Os dados consistiram em contagens ou escores de carrapatos, avaliando o número de carrapatos fêmeas de pelo menos 4,5 mm de comprimento.. “Os resultados indicam que uma avaliação genômica conjunta de Angus, Hereford, Braford, Brangus (foto abaixo) e Brahman pode ser prontamente implementada para melhorar a resistência ao carrapato dessas populações usando a seleção em valores genômicos de reprodução. Para Nguni e Tropical Composite, fenotipagem adicional será necessária para obter valores genômicos mais precisos”, declara Cardoso.

Conforme o pesquisador Appolinaire Djikeng, da Universidade de Edimburgo (Escócia), coautor do artigo, o estudo colabora diretamente para a diminuição da pressão por uso de produtos químicos de controle do carrapato.

“Os resultados relatados em nossa publicação fornecem uma estrutura para a integração da seleção para resistência a carrapatos em programas de criação de gado. Ao fazer isso, será cada vez mais possível identificar animais resistentes a carrapatos para uso por produtores em áreas endêmicas desses parasitas. Um benefício significativo de longo prazo dessa abordagem é o uso reduzido e até a eliminação de acaricidas muito usados para tratar animais, mas que apresentam efeitos adversos importantes para a saúde pública e o meio ambiente”, declara.

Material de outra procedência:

//! Transfer jobs run through azcopy.
//!
//! [`status`] parses the engine's JSON lines, [`outcome`] classifies the
//! terminal record, [`progress`] turns records into UI increments, and
//! [`job`] runs the engine as a subprocess.  [`command`] builds the azcopy
//! argument list and [`registry`] tracks running jobs.

pub mod command;
pub mod job;
pub mod outcome;
pub mod progress;
pub mod registry;
pub mod status;

pub use command::{CopyCommand, FromTo, Overwrite, TransferLocation};
pub use job::{consume_lines, spawn_copy, spawn_engine, JobHandle, JobOptions, TransferEvent};
pub use outcome::{classify, Classification, TransferOutcome};
pub use status::{parse_line, EngineLine, JobStatus, TransferStatus};
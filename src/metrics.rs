//! Prometheus metrics for transfer jobs.
//!
//! Installs a global Prometheus recorder using `metrics-exporter-prometheus`
//! and defines the metric names the job runner records.  The CLI can dump the
//! rendered exposition text when a job finishes.

use metrics::{counter, describe_counter};
use metrics_exporter_prometheus::{PrometheusBuilder, PrometheusHandle};
use std::sync::OnceLock;

// -- Metric name constants ----------------------------------------------------

/// Finished transfer jobs (counter). Labels: outcome.
pub const TRANSFER_JOBS_TOTAL: &str = "azexplorer_transfer_jobs_total";

/// Status lines read from the engine (counter). Labels: kind.
pub const STATUS_LINES_TOTAL: &str = "azexplorer_status_lines_total";

/// Status validation warnings (counter).
pub const STATUS_WARNINGS_TOTAL: &str = "azexplorer_status_warnings_total";

/// Bytes reported as transferred by finished jobs (counter).
pub const BYTES_TRANSFERRED_TOTAL: &str = "azexplorer_bytes_transferred_total";

// -- Global recorder installation ---------------------------------------------

static PROMETHEUS_HANDLE: OnceLock<Option<PrometheusHandle>> = OnceLock::new();

/// Install the global Prometheus recorder.  Idempotent.  Returns `None` if
/// another recorder was already installed by someone else.
pub fn init_metrics() -> Option<&'static PrometheusHandle> {
    PROMETHEUS_HANDLE
        .get_or_init(|| match PrometheusBuilder::new().install_recorder() {
            Ok(handle) => Some(handle),
            Err(e) => {
                tracing::warn!(error = %e, "Failed to install Prometheus recorder");
                None
            }
        })
        .as_ref()
}

/// Register metric descriptions with the global recorder.
pub fn describe_metrics() {
    describe_counter!(TRANSFER_JOBS_TOTAL, "Finished transfer jobs by outcome");
    describe_counter!(STATUS_LINES_TOTAL, "Engine output lines by kind");
    describe_counter!(STATUS_WARNINGS_TOTAL, "Inconsistent status records");
    describe_counter!(BYTES_TRANSFERRED_TOTAL, "Bytes transferred by finished jobs");
}

/// Render the current metrics in Prometheus text format, if installed.
pub fn render() -> Option<String> {
    PROMETHEUS_HANDLE.get()?.as_ref().map(|h| h.render())
}

// -- Recording helpers --------------------------------------------------------

pub(crate) fn record_line(kind: &'static str) {
    counter!(STATUS_LINES_TOTAL, "kind" => kind).increment(1);
}

pub(crate) fn record_warnings(count: usize) {
    if count > 0 {
        counter!(STATUS_WARNINGS_TOTAL).increment(count as u64);
    }
}

pub(crate) fn record_finished(outcome: &'static str, bytes: u64) {
    counter!(TRANSFER_JOBS_TOTAL, "outcome" => outcome).increment(1);
    counter!(BYTES_TRANSFERRED_TOTAL).increment(bytes);
}

#[cfg(test)]
mod tests {
    use super::*;

    #[test]
    fn test_render_after_recording() {
        let handle = init_metrics().expect("recorder");
        describe_metrics();
        record_finished("succeeded", 1024);
        record_line("status");
        let text = handle.render();
        assert!(text.contains(TRANSFER_JOBS_TOTAL));
        assert!(render().is_some());
    }

    #[test]
    fn test_init_is_idempotent() {
        let a = init_metrics().map(|h| h as *const _);
        let b = init_metrics().map(|h| h as *const _);
        assert_eq!(a, b);
    }
}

Um dos principais resultados dessa pesquisa foi a formação de um banco de dados de animais das raças Hereford, Braford, Angus (foto à esquerda) e Brangus com milhares de bovinos que possuem dados de genotipagem para 50 mil marcadores genéticos e dados fenotípicos para resistência a carrapatos, para características produtivas – como ganho de peso – características de adaptabilidade, pigmentação ocular, comprimento de pelame e tamanho de prepúcio. Essa base, a maior em todo o mundo sobre resistência ao carrapato, constitui uma População de Referência para o desenvolvimento de predições genômicas.

Os resultados desse trabalho inédito integram o artigo Predição genômica de vários países e raças de resistência a carrapatos em bovinos de corte, na revista científica internacional Frontiers.